3 minute read
Executive Director message
Happy New Year!
Another year is behind us, and what a fast year it was! It seems as if every one of our members I spoke to and visited with were running at 100+ miles per hour. On top of running wide open, inflation, skyrocketing fuel prices, continued supply chain issues and a looming (if not already happening) recession were challenges faced by all. I usually share Kiplinger’s economic predictions for the new year in this letter, but at the time this magazine went to print, they were not available. What resonated with me, to share with you, are some comments from industry consultant Jeffrey Scott:
How you budget in 2023 will look much different from this year. The goldrush is over! You need a savvier approach to managing expenses and revenues. 2023 will be different. Are you ready?
1. Keep a fluid approach to cost adjustments - You can’t just plug costs into your budget and hit cruise control. You have to watch costs on-going! Be prepared to change cost assumptions monthly, or every other month, or at most every quarter.
2. Use value-based pricing. You can’t just push up prices non-stop. Clients will balk, in fact they already are! However, when you do raise prices, you should be raising value concurrently. To do this you must understand how clients perceive your value. Engage clients in conversations about their needs and wants. Listen for their pain points and what they appreciate about your services.
3. Ask your team to get L-E-A-N. Even if you can pass on cost adjustments, your profits will stagnate or go backwards in “real economic” terms. Put your teams on notice. Inform your people that the boom is over, and they have to now fight for cost and time savings in every nook and cranny. Tighten up your contract terms and your systems for collections and warranty prevention and management.
4. Maintain a backlog and whitespace. Be more strategic in what you grow, don’t over extend yourself. Flex your capacity between your divisions, use all your people to address peak needs without over hiring. Grow sales to existing clients. You hardly had time last year; this year become experts at upselling and cross selling.

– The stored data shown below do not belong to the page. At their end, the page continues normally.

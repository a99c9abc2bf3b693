// SPDX-License-Identifier: MIT
// Copyright 2026 Roland Dreier <roland@rolandd.dev>

//! Client library for recording a workout session.
//!
//! - [`timer`]: visible-time tracking and the once-per-second ticker
//! - [`buffer`]: draft exercise list saved as one request
//! - [`suggestions`]: exercise-name cache for autocomplete
//! - [`api`]: typed HTTP client
//! - [`session`]: the pieces above combined for one active session

pub mod api;
pub mod buffer;
pub mod session;
pub mod suggestions;
pub mod timer;

pub use api::{ApiClient, ClientError};
pub use buffer::{DraftEntry, EntryError, SessionBuffer, SessionPayload};
pub use session::ActiveSession;
pub use suggestions::NameSuggestions;
pub use timer::{format_elapsed, spawn_ticker, system_clock, Clock, ElapsedTimer, Ticker};
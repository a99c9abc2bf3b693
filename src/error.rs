// SPDX-License-Identifier: MIT
// Copyright 2026 Roland Dreier <roland@rolandd.dev>

//! Application error types with consistent API responses.

use axum::{
    extract::rejection::JsonRejection,
    http::StatusCode,
    response::{IntoResponse, Response},
    Json,
};
use serde::Serialize;

/// Application error type that converts to HTTP responses.
#[derive(Debug, thiserror::Error)]
pub enum AppError {
    #[error("Authentication required")]
    Unauthorized,

    #[error("Invalid or expired token")]
    InvalidToken,

    #[error("Invalid credentials")]
    InvalidCredentials,

    #[error("Resource not found: {0}")]
    NotFound(String),

    #[error("Invalid request: {0}")]
    BadRequest(String),

    #[error("Conflict: {0}")]
    Conflict(String),

    #[error("Database error: {0}")]
    Database(String),

    #[error("Internal server error: {0}")]
    Internal(#[from] anyhow::Error),
}

impl AppError {
    /// Shorthand for a 404 on a resource kind owned by the caller.
    pub fn not_found(kind: &str, id: &str) -> Self {
        AppError::NotFound(format!("{} {} not found", kind, id))
    }
}

impl From<validator::ValidationErrors> for AppError {
    fn from(errors: validator::ValidationErrors) -> Self {
        let mut messages: Vec<String> = errors
            .field_errors()
            .into_iter()
            .flat_map(|(field, errs)| {
                errs.iter().map(move |e| match &e.message {
                    Some(msg) => msg.to_string(),
                    None => format!("Invalid {}", field),
                })
            })
            .collect();
        messages.sort();
        AppError::BadRequest(messages.join("; "))
    }
}

impl From<JsonRejection> for AppError {
    fn from(rejection: JsonRejection) -> Self {
        AppError::BadRequest(rejection.body_text())
    }
}

/// JSON request body whose rejections render as [`AppError`].
pub type AppJson<T> = axum_extra::extract::WithRejection<axum::Json<T>, AppError>;

/// JSON error response body
#[derive(Serialize)]
struct ErrorResponse {
    error: String,
    #[serde(skip_serializing_if = "Option::is_none")]
    details: Option<String>,
}

impl IntoResponse for AppError {
    fn into_response(self) -> Response {
        let (status, error, details) = match &self {
            AppError::Unauthorized => (StatusCode::UNAUTHORIZED, "unauthorized", None),
            AppError::InvalidToken => (StatusCode::FORBIDDEN, "invalid_token", None),
            AppError::InvalidCredentials => {
                (StatusCode::UNAUTHORIZED, "invalid_credentials", None)
            }
            AppError::NotFound(msg) => (StatusCode::NOT_FOUND, "not_found", Some(msg.clone())),
            AppError::BadRequest(msg) => {
                (StatusCode::BAD_REQUEST, "bad_request", Some(msg.clone()))
            }
            AppError::Conflict(msg) => (StatusCode::CONFLICT, "conflict", Some(msg.clone())),
            AppError::Database(msg) => {
                tracing::error!(error = %msg, "Database error");
                (StatusCode::INTERNAL_SERVER_ERROR, "database_error", None)
            }
            AppError::Internal(err) => {
                tracing::error!(error = %err, "Internal server error");
                (StatusCode::INTERNAL_SERVER_ERROR, "internal_error", None)
            }
        };

        let body = ErrorResponse {
            error: error.to_string(),
            details,
        };

        (status, Json(body)).into_response()
    }
}

/// Result type alias for handlers
pub type Result<T> = std::result::Result<T, AppError>;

5. Don’t forget to recover
replacement costs. Savvy budgeters recover all their equipment replacement costs in their pricing. Engage your team and engage your clients. The more they are engaged and on board, the better chances of winning in 2023.” You can subscribe to Jeffrey Scott’s Growth Tips here: jeffreyscott.biz/growth-tips-and-9-proven-profitstrategies/
We look forward to seeing our members and engaging in person many times in 2023! We’ll kick off the new year on January 31 with a networking event at Tucker Brewing Company. February will bring us back to a favorite location, Magnolia Hall at Piedmont Park, for a networking/education dinner – stay tuned for topic and speaker! April 11 will be our annual spring event at Topiary Courtyard, followed by an industry/student dinner at Chattahoochee Tech on May 4. Brand new for 2023: look for exciting news in the months ahead for information about a new networking/ marketing event with opportunity for vendor displays and equipment demos in late September, to be held at NG Turf’s Douglasville farm. We are also pleased to be announce that we’ll continue our partnership with NALP in promoting workforce development through a proposed new SkillsUSA landscape competition in June at the Georgia World Congress Center. Many of our members participated in last year’s event by volunteering in the career booth and/ or donating products, landscape materials and swag. More information about this will be available in early 2023. In the meantime, read about our progress (to date) with this initiative on page 37. We look forward to seeing you soon and thank all of you for your support through membership in UAC. Best wishes for a very successful 2023!